(Supplied data)
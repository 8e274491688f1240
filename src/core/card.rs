//! Card identification and per-card state.
//!
//! ## CardIndex
//!
//! A card's identity is its position on the board: 0-based, row-major.
//!
//! ## CardState
//!
//! Each card is `Hidden`, `Revealed` or `Matched`. The state is decoupled
//! from any rendering primitive; renderers map it onto a `CardFace`.

use serde::{Deserialize, Serialize};

/// Position of a card on the board (0-based, row-major).
#[derive(Clone, Copy, Debug, PartialEq, Eq, PartialOrd, Ord, Hash, Serialize, Deserialize)]
pub struct CardIndex(pub u16);

impl CardIndex {
    /// Create a new card index.
    #[must_use]
    pub const fn new(index: u16) -> Self {
        Self(index)
    }

    /// Get the raw index as `usize`.
    #[must_use]
    pub const fn index(self) -> usize {
        self.0 as usize
    }

    /// Iterate over all card indices for a board of `card_count` cards.
    ///
    /// Stops at `u16::MAX` indices; larger boards cannot be addressed.
    ///
    /// ```
    /// use memory_game::core::CardIndex;
    ///
    /// let cards: Vec<_> = CardIndex::all(4).collect();
    /// assert_eq!(cards.len(), 4);
    /// assert_eq!(cards[3], CardIndex::new(3));
    /// ```
    pub fn all(card_count: usize) -> impl Iterator<Item = CardIndex> {
        let count = u16::try_from(card_count).unwrap_or(u16::MAX);
        (0..count).map(CardIndex)
    }
}

impl std::fmt::Display for CardIndex {
    fn fmt(&self, f: &mut std::fmt::Formatter<'_>) -> std::fmt::Result {
        write!(f, "Card {}", self.0)
    }
}

/// The face value of a card. Exactly two cards on a board share a value.
#[derive(Clone, Copy, Debug, PartialEq, Eq, PartialOrd, Ord, Hash, Serialize, Deserialize)]
pub struct CardValue(pub u16);

impl CardValue {
    /// Create a card value.
    #[must_use]
    pub const fn new(value: u16) -> Self {
        Self(value)
    }

    /// Get the raw value.
    #[must_use]
    pub const fn raw(self) -> u16 {
        self.0
    }
}

impl std::fmt::Display for CardValue {
    fn fmt(&self, f: &mut std::fmt::Formatter<'_>) -> std::fmt::Result {
        write!(f, "{}", self.0)
    }
}

/// Visibility state of a single card.
#[derive(Clone, Copy, Debug, Default, PartialEq, Eq, Hash, Serialize, Deserialize)]
pub enum CardState {
    /// Face down.
    #[default]
    Hidden,
    /// Face up, not yet part of a matched pair.
    Revealed,
    /// Face up for the rest of the game.
    Matched,
}

impl CardState {
    /// True for `Revealed` and `Matched`.
    #[must_use]
    pub const fn is_face_up(self) -> bool {
        matches!(self, CardState::Revealed | CardState::Matched)
    }
}

/// A card on the board.
///
/// The value is fixed at creation; only the state changes during play.
#[derive(Clone, Copy, Debug, PartialEq, Eq, Hash, Serialize, Deserialize)]
pub struct Card {
    value: CardValue,
    /// Current visibility state.
    pub state: CardState,
}

impl Card {
    /// Create a hidden card with the given value.
    #[must_use]
    pub const fn new(value: CardValue) -> Self {
        Self {
            value,
            state: CardState::Hidden,
        }
    }

    /// The card's face value.
    #[must_use]
    pub const fn value(&self) -> CardValue {
        self.value
    }
}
(End Supplied data)
Exercise description: From the records, copy out each line that includes the string "major".

Answer space:
//! A card's identity is its position on the board: 0-based, row-major.
/// Position of a card on the board (0-based, row-major).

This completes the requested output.